A radioimmunoassay for detection of antitubular basement membrane (TBM) antibodies was set up using a human TBM antigen (mol wt, 70,000 daltons), purified after collagenase treatment of the insoluble membrane by preparative polyacrylamide electrophoresis, and labeled with iodine 125. Free labeled antigens were separated from those bound to immunoglobulins by a 20% polyethylene glycol (mol wt, 6,000 daltons) solution. In the presence of normal human or Brown Norway rat sera, less than 10% of the labeled antigens were precipitated. In the presence of sera or of kidney eluates from rats immunized with human TBM, the precipitation of the labeled TBM antigens reached 73%, but in the presence of sera from two patients presenting with an interstitial nephritis and linear deposits along the TBM only, up to 47% of the same antigens were precipitated. In these two cases, the anti-TBM antibodies were mainly directed against the heteropolysaccharide-containing glycopeptides isolated from TBM, that is, against the noncollagenous polypeptides of the TBM antigens. Anti-TBM antibodies were sought in the sera of 52 normal blood donors and of 11 patients presenting with glomerulonephritis and linear deposits of immunoglobulins. The average percentage (+/- 1 SD) of labeled TBM antigens precipitated in the serum of normal blood donors was 7.1 +/- 1.2. Of the patients presenting with glomerulonephritis and linear deposits along the GBM, 9 out of 11 exhibited anti-TBM antibodies by radioimmunoassay; among these 9 patients, 8 also displayed linear deposits of IgG along the TBM. Absorption of anti-TBM and anti-GMB antibodies with particulate TBM or GBM, with both types of glycopeptides isolated from GBM or TBM, indicated that the anti-TBM antibodies were directed against the noncollagenous polypeptides of TBM but that the anti-GBM antibodies mainly reacted with the collagenous polypeptides of TBM and GBM. Finally, it was found that the sera of 2 patients out of 15 presenting with lupus nephritis contained a significant anti-TBM-binding activity, mainly directed against the noncollagenous material of TBM.
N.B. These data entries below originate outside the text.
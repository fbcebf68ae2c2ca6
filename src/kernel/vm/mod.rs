// Copyright 2025 The Rustux Authors
//
// Use of this source code is governed by a MIT-style
// license that can be found in the LICENSE file or at
// https://opensource.org/licenses/MIT

//! Virtual Memory Subsystem
//!
//! Machine-independent definitions shared between the VM system and the
//! machine-dependent physical map: address types and layout, protection
//! flags, and the error type of the mapping interface.
//!
//! # Organization
//!
//! - [`layout`] - Virtual address layout and table index arithmetic

pub mod layout;

// Re-exports for convenience
pub use layout::{
    is_kernel_vaddr, is_page_aligned, is_user_vaddr, page_align_down, page_align_up, PAddr,
    PhysRange, VAddr, KERNEL_BASE, PAGE_MASK, PAGE_SIZE, PAGE_SIZE_SHIFT,
};

/// Virtual memory errors
///
/// Table allocation is the only recoverable failure of the mapping
/// interface; every other broken precondition is a kernel bug and panics.
#[repr(i32)]
#[derive(Debug, Clone, Copy, PartialEq, Eq)]
pub enum VmError {
    /// Out of memory
    NoMemory = 2,
}

impl VmError {
    /// Convert to raw status code
    pub const fn as_raw(self) -> i32 {
        self as i32
    }
}

impl core::fmt::Display for VmError {
    fn fmt(&self, f: &mut core::fmt::Formatter<'_>) -> core::fmt::Result {
        match self {
            VmError::NoMemory => f.write_str("out of memory"),
        }
    }
}

/// Result type for VM operations
pub type Result<T = ()> = core::result::Result<T, VmError>;

bitflags::bitflags! {
    /// Generic protection of a mapping
    ///
    /// Also used as the access type of a fault or of an `enter` call.
    #[derive(Debug, Clone, Copy, PartialEq, Eq)]
    pub struct VmProt: u32 {
        /// Readable
        const READ = 1 << 0;

        /// Writable
        const WRITE = 1 << 1;

        /// Executable
        const EXECUTE = 1 << 2;

        /// Read and write
        const RW = Self::READ.bits() | Self::WRITE.bits();

        /// Everything
        const ALL = Self::READ.bits() | Self::WRITE.bits() | Self::EXECUTE.bits();
    }
}

impl VmProt {
    /// Check if the protection allows reads
    pub const fn can_read(self) -> bool {
        self.contains(Self::READ)
    }

    /// Check if the protection allows writes
    pub const fn can_write(self) -> bool {
        self.contains(Self::WRITE)
    }

    /// Check if the protection allows execution
    pub const fn can_execute(self) -> bool {
        self.contains(Self::EXECUTE)
    }
}

/// Calculate number of pages needed for a given size
pub const fn bytes_to_pages(size: usize) -> usize {
    (size + PAGE_SIZE - 1) / PAGE_SIZE
}
impl BootTables {
    /// Start an empty kernel L1 at `l1_phys`, mapped at `l1_va`
    pub fn new(config: &PmapConfig, l1_phys: PAddr, l1_va: VAddr) -> Self {
        assert!(
            l1_phys % L1_TABLE_SIZE == 0,
            "boot: L1 at {:#x} not 16KB aligned",
            l1_phys
        );
        Self {
            templates: config.templates(),
            l1_phys,
            l1_va,
            l1: zeroed_table(L1_ENTRIES),
            l2: Vec::new(),
            devmap: Vec::new(),
        }
    }

    /// Physical address of the L1
    pub fn l1_phys(&self) -> PAddr {
        self.l1_phys
    }

    /// L1 descriptor at `idx`
    pub fn l1_entry(&self, idx: usize) -> u32 {
        self.l1[idx].load(Ordering::Relaxed)
    }

    /// L2 descriptor mapping `va`, if an L2 table is linked for it
    pub fn l2_entry(&self, va: VAddr) -> Option<u32> {
        self.l2_table(va)
            .map(|ptes| ptes[l2pte_index(va)].load(Ordering::Relaxed))
    }

    fn lookup_l2(&self, phys: PAddr) -> Option<&BootL2> {
        self.l2.iter().find(|t| t.phys == phys)
    }

    fn l2_table(&self, va: VAddr) -> Option<&[AtomicU32]> {
        let pde = self.l1_entry(l1_idx(va));
        if !l1pte_page_p(pde) {
            return None;
        }
        self.lookup_l2((pde & L1_C_ADDR_MASK) as PAddr)
            .and_then(|t| t.ptes.as_deref())
    }

    /// Link the L2 table at `l2_phys` (mapped at `l2_va`) into the L1 slot
    /// covering `va`
    pub fn link_l2pt(&mut self, va: VAddr, l2_phys: PAddr, l2_va: VAddr) {
        assert!(
            l2_phys % L2_TABLE_SIZE_REAL == 0,
            "link_l2pt: L2 at {:#x} not 1KB aligned",
            l2_phys
        );
        if self.lookup_l2(l2_phys).is_none() {
            self.l2.push(BootL2 {
                phys: l2_phys,
                va: l2_va,
                ptes: Some(zeroed_table(L2_ENTRIES)),
            });
        }
        self.l1[l1_idx(va)].store(
            self.templates.l1_c_entry(l2_phys, PMAP_DOMAIN_KERNEL),
            Ordering::Relaxed,
        );
    }

    fn section_entry(&self, pa: PAddr, prot: VmProt, cache: CacheMode) -> u32 {
        let t = &self.templates;
        let mut pde = t.l1_s_proto
            | (pa as u32)
            | t.protection_bits(PteKind::Kernel, prot.can_write(), Granularity::Section)
            | t.cache_bits(cache, Granularity::Section)
            | l1_s_dom(PMAP_DOMAIN_KERNEL);
        if !prot.can_execute() {
            pde |= t.execute_never(Granularity::Section);
        }
        pde
    }

    fn large_entry(&self, pa: PAddr, prot: VmProt, cache: CacheMode) -> u32 {
        let t = &self.templates;
        let mut pte = t.l2_l_proto
            | (pa as u32)
            | t.protection_bits(PteKind::Kernel, prot.can_write(), Granularity::LargePage)
            | t.cache_bits(cache, Granularity::LargePage);
        if !prot.can_execute() {
            pte |= t.execute_never(Granularity::LargePage);
        }
        pte
    }

    /// Map one 1MB section
    pub fn map_section(&mut self, va: VAddr, pa: PAddr, prot: VmProt, cache: CacheMode) {
        assert!(
            (va | pa) & L1_S_OFFSET == 0,
            "map_section: unaligned va {:#x} pa {:#x}",
            va,
            pa
        );
        let pde = self.section_entry(pa, prot, cache);
        self.l1[l1_idx(va)].store(pde, Ordering::Relaxed);
    }

    /// Map one 4KB page through an already linked L2 table
    pub fn map_entry(&mut self, va: VAddr, pa: PAddr, prot: VmProt, cache: CacheMode) {
        assert!(
            (va | pa) & PAGE_MASK == 0,
            "map_entry: unaligned va {:#x} pa {:#x}",
            va,
            pa
        );
        let pte = self.templates.l2_s_entry(pa, PteKind::Kernel, prot, cache);
        match self.l2_table(va) {
            Some(ptes) => ptes[l2pte_index(va)].store(pte, Ordering::Relaxed),
            None => panic!("map_entry: no L2 table for va {:#x}", va),
        }
    }

    /// Map `size` bytes with the largest entries alignment allows
    ///
    /// Sections are used where both addresses are 1MB aligned and at least
    /// 1MB remains, then 64KB large pages, then 4KB pages. Returns the number
    /// of bytes mapped (`size` rounded up to a page).
    pub fn map_chunk(
        &mut self,
        mut va: VAddr,
        mut pa: PAddr,
        size: usize,
        prot: VmProt,
        cache: CacheMode,
    ) -> usize {
        let mapped = (size + PAGE_MASK) & !PAGE_MASK;
        let mut resid = mapped;
        crate::LTRACEF!(
            "map_chunk pa {:#x} va {:#x} size {:#x} prot {:?} cache {:?}",
            pa,
            va,
            size,
            prot,
            cache
        );

        while resid > 0 {
            if (va | pa) & L1_S_OFFSET == 0 && resid >= L1_S_SIZE {
                let pde = self.section_entry(pa, prot, cache);
                self.l1[l1_idx(va)].store(pde, Ordering::Relaxed);
                va += L1_S_SIZE;
                pa += L1_S_SIZE;
                resid -= L1_S_SIZE;
                continue;
            }

            let step = if (va | pa) & L2_L_OFFSET == 0 && resid >= L2_L_SIZE {
                let pte = self.large_entry(pa, prot, cache);
                let ptes = match self.l2_table(va) {
                    Some(ptes) => ptes,
                    None => panic!("map_chunk: no L2 table for va {:#x}", va),
                };
                let first = l2pte_index(va);
                for slot in &ptes[first..first + L2_L_REPLICAS] {
                    slot.store(pte, Ordering::Relaxed);
                }
                L2_L_SIZE
            } else {
                let pte = self.templates.l2_s_entry(pa, PteKind::Kernel, prot, cache);
                match self.l2_table(va) {
                    Some(ptes) => ptes[l2pte_index(va)].store(pte, Ordering::Relaxed),
                    None => panic!("map_chunk: no L2 table for va {:#x}", va),
                }
                PAGE_SIZE
            };
            va += step;
            pa += step;
            resid -= step;
        }
        mapped
    }

    /// Map every region of `table` and remember it for later lookups
    pub fn devmap_bootstrap(&mut self, table: &[DevMap]) {
        for dm in table.iter().filter(|dm| dm.size != 0) {
            crate::log_debug!(
                "devmap: {:#x}-{:#x} at {:#x}",
                dm.pa,
                dm.pa + dm.size - 1,
                dm.va
            );
            self.map_chunk(dm.va, dm.pa, dm.size, dm.prot, dm.cache);
        }
        self.devmap = table.to_vec();
    }
}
建立了一种用于检测抗肾小管基底膜(TBM)抗体的放射免疫测定法,该方法使用人TBM抗原(分子量70,000道尔顿),该抗原经胶原酶处理不溶性膜后,通过制备性聚丙烯酰胺电泳纯化,并用碘125标记。通过20%聚乙二醇(分子量6,000道尔顿)溶液将游离标记抗原与结合到免疫球蛋白上的抗原分离。在正常人或棕色挪威大鼠血清存在下,不到10%的标记抗原沉淀。在用人类TBM免疫的大鼠的血清或肾脏洗脱液存在下,标记的TBM抗原沉淀率达到73%,但在仅两名表现为间质性肾炎且沿TBM有线性沉积物的患者的血清存在下,高达47%的相同抗原沉淀。在这两个病例中,抗TBM抗体主要针对从TBM分离的含杂多糖的糖肽,即针对TBM抗原的非胶原多肽。在52名正常献血者和11名患有肾小球肾炎且有免疫球蛋白线性沉积物的患者的血清中寻找抗TBM抗体。正常献血者血清中沉淀的标记TBM抗原的平均百分比(±1标准差)为7.1±1.2。在患有肾小球肾炎且沿肾小球基底膜(GBM)有线性沉积物的患者中,11名中有9名通过放射免疫测定显示有抗TBM抗体;在这9名患者中,8名在TBM上也显示有IgG线性沉积物。用颗粒状TBM或GBM、从GBM或TBM分离的两种糖肽吸收抗TBM和抗GBM抗体表明,抗TBM抗体针对TBM的非胶原多肽,但抗GBM抗体主要与TBM和GBM的胶原多肽反应。最后,发现在15名狼疮性肾炎患者中有2名患者的血清含有显著的抗TBM结合活性,主要针对TBM的非胶原物质。